//! Coordinate types for block positions, chunk positions and chunk ranges.

use bytemuck::{Pod, Zeroable};
use serde::{Deserialize, Serialize};

/// Width of a chunk in blocks along both horizontal axes.
pub const CHUNK_SIZE: u32 = 16;

/// Block position on the horizontal plane (global position).
#[derive(Debug, Clone, Copy, PartialEq, Eq, Hash, Serialize, Deserialize, Pod, Zeroable)]
#[repr(C)]
pub struct WorldCoord {
    /// X coordinate in block space
    pub x: i64,
    /// Z coordinate in block space
    pub z: i64,
}

impl WorldCoord {
    /// Creates a new world coordinate.
    #[must_use]
    pub const fn new(x: i64, z: i64) -> Self {
        Self { x, z }
    }

    /// Converts a fractional position by truncating toward zero, the way
    /// block positions are derived from actor positions.
    #[must_use]
    pub fn from_position(x: f64, z: f64) -> Self {
        Self {
            x: x as i64,
            z: z as i64,
        }
    }

    /// Converts to chunk coordinate given chunk size.
    #[must_use]
    pub const fn to_chunk_coord(self, chunk_size: u32) -> ChunkCoord {
        let size = chunk_size as i64;
        ChunkCoord {
            x: self.x.div_euclid(size) as i32,
            z: self.z.div_euclid(size) as i32,
        }
    }
}

/// Chunk coordinate (identifies a cell of the world grid).
#[derive(
    Debug,
    Clone,
    Copy,
    PartialEq,
    Eq,
    PartialOrd,
    Ord,
    Hash,
    Serialize,
    Deserialize,
    Pod,
    Zeroable,
)]
#[repr(C)]
pub struct ChunkCoord {
    /// X coordinate in chunk space
    pub x: i32,
    /// Z coordinate in chunk space
    pub z: i32,
}

impl ChunkCoord {
    /// Creates a new chunk coordinate.
    #[must_use]
    pub const fn new(x: i32, z: i32) -> Self {
        Self { x, z }
    }

    /// Converts to world coordinate (north-west corner of chunk).
    #[must_use]
    pub const fn to_world_coord(self, chunk_size: u32) -> WorldCoord {
        WorldCoord {
            x: (self.x as i64) * (chunk_size as i64),
            z: (self.z as i64) * (chunk_size as i64),
        }
    }
}

impl std::fmt::Display for ChunkCoord {
    fn fmt(&self, f: &mut std::fmt::Formatter<'_>) -> std::fmt::Result {
        write!(f, "({}, {})", self.x, self.z)
    }
}

/// Inclusive rectangular range of chunks.
///
/// Bounds may be degenerate (`min > max` on either axis), in which case the
/// range holds no chunks at all.
#[derive(Debug, Clone, Copy, PartialEq, Eq, Hash, Serialize, Deserialize)]
pub struct ChunkBounds {
    /// Lowest chunk X (inclusive)
    pub min_x: i32,
    /// Highest chunk X (inclusive)
    pub max_x: i32,
    /// Lowest chunk Z (inclusive)
    pub min_z: i32,
    /// Highest chunk Z (inclusive)
    pub max_z: i32,
}

impl ChunkBounds {
    /// Creates bounds from inclusive limits.
    #[must_use]
    pub const fn new(min_x: i32, max_x: i32, min_z: i32, max_z: i32) -> Self {
        Self {
            min_x,
            max_x,
            min_z,
            max_z,
        }
    }

    /// Chunk range covering a block rectangle given by two opposite corners.
    ///
    /// Corners are truncated to whole blocks first, then shifted down to
    /// chunk units, so negative positions round toward negative infinity.
    #[must_use]
    pub fn from_block_rect(x1: f64, z1: f64, x2: f64, z2: f64) -> Self {
        let a = WorldCoord::from_position(x1.min(x2), z1.min(z2)).to_chunk_coord(CHUNK_SIZE);
        let b = WorldCoord::from_position(x1.max(x2), z1.max(z2)).to_chunk_coord(CHUNK_SIZE);
        Self::new(a.x, b.x, a.z, b.z)
    }

    /// Grows the range by `pad` chunks on every side (shrinks when negative).
    #[must_use]
    pub const fn expanded(self, pad: i32) -> Self {
        Self {
            min_x: self.min_x.saturating_sub(pad),
            max_x: self.max_x.saturating_add(pad),
            min_z: self.min_z.saturating_sub(pad),
            max_z: self.max_z.saturating_add(pad),
        }
    }

    /// Number of columns (X values), zero when degenerate.
    #[must_use]
    pub fn width(&self) -> u64 {
        span(self.min_x, self.max_x)
    }

    /// Number of chunks in one column (Z values), zero when degenerate.
    #[must_use]
    pub fn height(&self) -> u64 {
        span(self.min_z, self.max_z)
    }

    /// Total number of chunks in the range.
    #[must_use]
    pub fn chunk_count(&self) -> u64 {
        self.width() * self.height()
    }

    /// Whether the range contains no chunks.
    #[must_use]
    pub fn is_empty(&self) -> bool {
        self.chunk_count() == 0
    }

    /// Checks if a chunk lies inside the range.
    #[must_use]
    pub const fn contains(&self, coord: ChunkCoord) -> bool {
        coord.x >= self.min_x
            && coord.x <= self.max_x
            && coord.z >= self.min_z
            && coord.z <= self.max_z
    }
}

fn span(min: i32, max: i32) -> u64 {
    if max < min {
        0
    } else {
        (i64::from(max) - i64::from(min) + 1) as u64
    }
}
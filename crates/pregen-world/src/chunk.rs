//! A square column of cells and its on-disk encoding.
//!
//! A stored chunk is a little-endian `u32` length, a bincode header,
//! then the cell array as size-prefixed lz4.

use pregen_common::{ChunkCoord, MagicBytes, SchemaVersion};
use serde::{Deserialize, Serialize};
use thiserror::Error;

use crate::cell::Cell;

/// Chunk encoding errors.
#[derive(Debug, Error)]
pub enum ChunkError {
    /// Header could not be encoded
    #[error("Cannot encode chunk header: {0}")]
    Encode(String),
    /// Stored bytes are not a readable chunk
    #[error("Corrupt chunk data: {0}")]
    Corrupt(String),
    /// Stored bytes belong to some other format
    #[error("Invalid chunk format")]
    InvalidFormat,
    /// Written by a newer layout than this build reads
    #[error("Chunk layout {found} is newer than supported {supported}")]
    NewerLayout {
        /// Layout found on disk
        found: String,
        /// Layout this build writes
        supported: String,
    },
    /// File system error
    #[error("I/O error: {0}")]
    Io(#[from] std::io::Error),
}

/// Result type for chunk operations.
pub type ChunkResult<T> = Result<T, ChunkError>;

#[derive(Serialize, Deserialize)]
struct StoredHeader {
    magic: [u8; 4],
    layout: SchemaVersion,
    coord: ChunkCoord,
    size: u32,
    populated: bool,
}

impl StoredHeader {
    fn check(&self) -> ChunkResult<()> {
        if self.magic != MagicBytes::CHUNK.0 {
            return Err(ChunkError::InvalidFormat);
        }
        if !SchemaVersion::CHUNK_HEADER.can_read(&self.layout) {
            return Err(ChunkError::NewerLayout {
                found: self.layout.to_string(),
                supported: SchemaVersion::CHUNK_HEADER.to_string(),
            });
        }
        Ok(())
    }
}

/// A chunk of the world.
///
/// `dirty` tracks whether the in-memory copy differs from disk; `populated`
/// is persisted so the populate pass never runs twice on the same chunk.
#[derive(Debug)]
pub struct Chunk {
    coord: ChunkCoord,
    size: u32,
    cells: Vec<Cell>,
    populated: bool,
    dirty: bool,
}

impl Chunk {
    /// Creates an all-air chunk.
    #[must_use]
    pub fn new(coord: ChunkCoord, size: u32) -> Self {
        Self {
            coord,
            size,
            cells: vec![Cell::default(); (size * size) as usize],
            populated: false,
            dirty: false,
        }
    }

    /// Returns the chunk coordinate.
    #[must_use]
    pub const fn coord(&self) -> ChunkCoord {
        self.coord
    }

    /// Width and depth in cells.
    #[must_use]
    pub const fn size(&self) -> u32 {
        self.size
    }

    /// Returns whether the chunk differs from its saved copy.
    #[must_use]
    pub const fn is_dirty(&self) -> bool {
        self.dirty
    }

    /// Flags the chunk for the next save.
    pub fn mark_dirty(&mut self) {
        self.dirty = true;
    }

    /// Records that the chunk matches disk.
    pub fn mark_clean(&mut self) {
        self.dirty = false;
    }

    /// Returns whether the populate pass has run.
    #[must_use]
    pub const fn is_populated(&self) -> bool {
        self.populated
    }

    /// Records that the populate pass has run.
    pub fn mark_populated(&mut self) {
        self.populated = true;
        self.dirty = true;
    }

    fn index(&self, x: u32, z: u32) -> Option<usize> {
        (x < self.size && z < self.size).then(|| (z * self.size + x) as usize)
    }

    /// Gets a cell at local coordinates.
    #[must_use]
    pub fn get_cell(&self, x: u32, z: u32) -> Option<&Cell> {
        self.index(x, z).and_then(|i| self.cells.get(i))
    }

    /// Sets a cell at local coordinates. Returns false when out of range.
    pub fn set_cell(&mut self, x: u32, z: u32, cell: Cell) -> bool {
        let Some(slot) = self.index(x, z).and_then(|i| self.cells.get_mut(i)) else {
            return false;
        };
        *slot = cell;
        self.dirty = true;
        true
    }

    /// All cells, row by row along z.
    #[must_use]
    pub fn cells(&self) -> &[Cell] {
        &self.cells
    }

    /// Mutable access to all cells; marks the chunk dirty.
    pub fn cells_mut(&mut self) -> &mut [Cell] {
        self.dirty = true;
        &mut self.cells
    }

    /// Encodes the chunk for storage.
    pub fn to_bytes(&self) -> ChunkResult<Vec<u8>> {
        let header = StoredHeader {
            magic: MagicBytes::CHUNK.0,
            layout: SchemaVersion::CHUNK_HEADER,
            coord: self.coord,
            size: self.size,
            populated: self.populated,
        };
        let header = bincode::serialize(&header).map_err(|e| ChunkError::Encode(e.to_string()))?;
        let body = lz4_flex::compress_prepend_size(bytemuck::cast_slice(&self.cells));

        let mut out = Vec::with_capacity(4 + header.len() + body.len());
        out.extend_from_slice(&(header.len() as u32).to_le_bytes());
        out.extend_from_slice(&header);
        out.extend_from_slice(&body);
        Ok(out)
    }

    /// Decodes a stored chunk. The result is clean.
    pub fn from_bytes(bytes: &[u8]) -> ChunkResult<Self> {
        if bytes.len() < 4 {
            return Err(ChunkError::Corrupt("missing header length".into()));
        }
        let (len, rest) = bytes.split_at(4);
        let len = u32::from_le_bytes([len[0], len[1], len[2], len[3]]) as usize;
        if rest.len() < len {
            return Err(ChunkError::Corrupt("truncated header".into()));
        }
        let (header, body) = rest.split_at(len);

        let header: StoredHeader =
            bincode::deserialize(header).map_err(|e| ChunkError::Corrupt(e.to_string()))?;
        header.check()?;

        let raw = lz4_flex::decompress_size_prepended(body)
            .map_err(|e| ChunkError::Corrupt(e.to_string()))?;
        let cell_size = std::mem::size_of::<Cell>();
        if raw.len() != (header.size * header.size) as usize * cell_size {
            return Err(ChunkError::Corrupt("cell count does not match size".into()));
        }

        Ok(Self {
            coord: header.coord,
            size: header.size,
            cells: raw
                .chunks_exact(cell_size)
                .map(bytemuck::pod_read_unaligned)
                .collect(),
            populated: header.populated,
            dirty: false,
        })
    }
}
//! Duplication tracker.
//!
//! The registry interns every distinct block text of the corpus together with
//! the submissions that own it and the distinct texts that are near-duplicates
//! of it. Each unordered pair of distinct texts is compared exactly once, when
//! the later of the two is first seen; the adjacency lists are the memo.
//!
//! Counts only grow. A block's raw count is the number of (owner, variant)
//! occurrences near-duplicate to it, itself included, so the final value does
//! not depend on the order submissions are observed in. Reporting filters
//! look only at occurrences owned by other submissions.

use std::collections::{HashMap, HashSet};

use tracing::{debug, trace};

use crate::distance::similar;
use crate::models::{BlockFinding, BlockMatch, DetectionParams};
use crate::output::truncate_text;
use crate::source::Submission;

#[derive(Debug)]
struct BlockEntry {
    text: String,
    line_count: usize,
    /// Owning submissions, in encounter order, each once.
    owners: Vec<String>,
    /// Indices of the other near-duplicate distinct texts.
    neighbors: Vec<usize>,
    raw_count: usize,
}

impl BlockEntry {
    fn similarity_count(&self) -> usize {
        self.raw_count.saturating_sub(1)
    }
}

/// Run-scoped registry of distinct blocks.
#[derive(Debug)]
pub struct BlockRegistry {
    tolerance: f64,
    entries: Vec<BlockEntry>,
    index: HashMap<String, usize>,
    observed: usize,
    comparisons: u64,
}

impl BlockRegistry {
    pub fn new(tolerance: f64) -> Self {
        Self {
            tolerance,
            entries: Vec::new(),
            index: HashMap::new(),
            observed: 0,
            comparisons: 0,
        }
    }

    /// Number of distinct block texts seen so far.
    pub fn distinct_blocks(&self) -> usize {
        self.entries.len()
    }

    pub fn observed_submissions(&self) -> usize {
        self.observed
    }

    /// Distance comparisons performed so far.
    pub fn comparisons(&self) -> u64 {
        self.comparisons
    }

    /// Intern `text`, comparing it against every distinct text seen before.
    fn intern(&mut self, text: &str) -> usize {
        if let Some(&id) = self.index.get(text) {
            return id;
        }

        let id = self.entries.len();
        let mut neighbors = Vec::new();
        let mut raw_count = 0usize;
        for (other_id, other) in self.entries.iter_mut().enumerate() {
            self.comparisons += 1;
            if similar(text, &other.text, self.tolerance) {
                neighbors.push(other_id);
                other.neighbors.push(id);
                raw_count += other.owners.len();
            }
        }
        trace!(id, neighbors = neighbors.len(), "interned block");

        self.entries.push(BlockEntry {
            text: text.to_string(),
            line_count: text.lines().count(),
            owners: Vec::new(),
            neighbors,
            raw_count,
        });
        self.index.insert(text.to_string(), id);
        id
    }

    fn add_owner(&mut self, id: usize, owner: &str) {
        let entry = &mut self.entries[id];
        if entry.owners.last().map(String::as_str) == Some(owner) {
            return;
        }
        entry.owners.push(owner.to_string());
        entry.raw_count += 1;
        let neighbors = entry.neighbors.clone();
        for n in neighbors {
            self.entries[n].raw_count += 1;
        }
    }

    /// Record every block of `submission`, in file order.
    pub fn observe_submission(&mut self, submission: &Submission) {
        for block in submission.blocks() {
            let id = self.intern(block);
            self.add_owner(id, submission.name());
        }
        self.observed += 1;
        debug!(
            submission = submission.name(),
            blocks = submission.blocks().len(),
            distinct = self.entries.len(),
            "observed submission"
        );
    }

    /// Owners of an exact block text.
    pub fn owners(&self, text: &str) -> &[String] {
        self.index
            .get(text)
            .map_or(&[][..], |&id| self.entries[id].owners.as_slice())
    }

    /// Number of other near-duplicate occurrences of an exact block text,
    /// across the whole corpus and including repeats within one submission.
    pub fn similarity_count(&self, text: &str) -> Option<usize> {
        self.index
            .get(text)
            .map(|&id| self.entries[id].similarity_count())
    }

    /// Near-duplicate occurrences of entry `id` owned by submissions other
    /// than `owner`. Variants inside the owner's own code never count.
    fn foreign_count(&self, id: usize, owner: &str) -> usize {
        self.variants(id)
            .map(|v| self.entries[v].owners.iter().filter(|o| o.as_str() != owner).count())
            .sum()
    }

    /// The entry itself followed by its near-duplicates.
    fn variants(&self, id: usize) -> impl Iterator<Item = usize> + '_ {
        std::iter::once(id).chain(self.entries[id].neighbors.iter().copied())
    }

    /// Whether block `id`, as owned by `owner`, passes the reporting filters.
    fn is_reportable(&self, id: usize, owner: &str, submission_count: usize, params: &DetectionParams) -> bool {
        let entry = &self.entries[id];
        if entry.line_count <= params.min_block_lines {
            return false;
        }
        let count = self.foreign_count(id, owner);
        count > params.min_similarity_count
            && (count as f64) < params.max_owner_ratio * submission_count as f64
    }

    /// Number of distinct blocks that pass the reporting filters for at
    /// least one of their owners.
    pub fn reportable_blocks(&self, submission_count: usize, params: &DetectionParams) -> usize {
        (0..self.entries.len())
            .filter(|&id| {
                self.entries[id]
                    .owners
                    .iter()
                    .any(|o| self.is_reportable(id, o, submission_count, params))
            })
            .count()
    }

    /// Reportable blocks owned by `submission`, in its block order.
    ///
    /// The reported similarity count only includes occurrences in other
    /// submissions, so a block repeated within one submission is never
    /// evidence on its own.
    pub fn findings_for(
        &self,
        submission: &Submission,
        submission_count: usize,
        params: &DetectionParams,
    ) -> Vec<BlockFinding> {
        let name = submission.name();
        let mut seen = HashSet::new();
        let mut findings = Vec::new();

        for block in submission.blocks() {
            let Some(&id) = self.index.get(block.as_str()) else {
                continue;
            };
            if !seen.insert(id) {
                continue;
            }
            if !self.is_reportable(id, name, submission_count, params) {
                continue;
            }

            let mut matches = Vec::new();
            for variant in self.variants(id) {
                let other = &self.entries[variant];
                for owner in other.owners.iter().filter(|o| o.as_str() != name) {
                    matches.push(BlockMatch {
                        submission: owner.clone(),
                        excerpt: truncate_text(&other.text, params.excerpt_chars),
                        exact: variant == id,
                    });
                }
            }

            let entry = &self.entries[id];
            findings.push(BlockFinding {
                excerpt: truncate_text(&entry.text, params.excerpt_chars),
                similarity_count: matches.len(),
                line_count: entry.line_count,
                matches,
            });
        }
        findings
    }
}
..........
Above are the records. Identify each line that contains the word "impl".

impl WorldCoord {
impl ChunkCoord {
impl std::fmt::Display for ChunkCoord {
impl ChunkBounds {
impl StoredHeader {
impl Chunk {
impl BlockEntry {
impl BlockRegistry {
    fn variants(&self, id: usize) -> impl Iterator<Item = usize> + '_ {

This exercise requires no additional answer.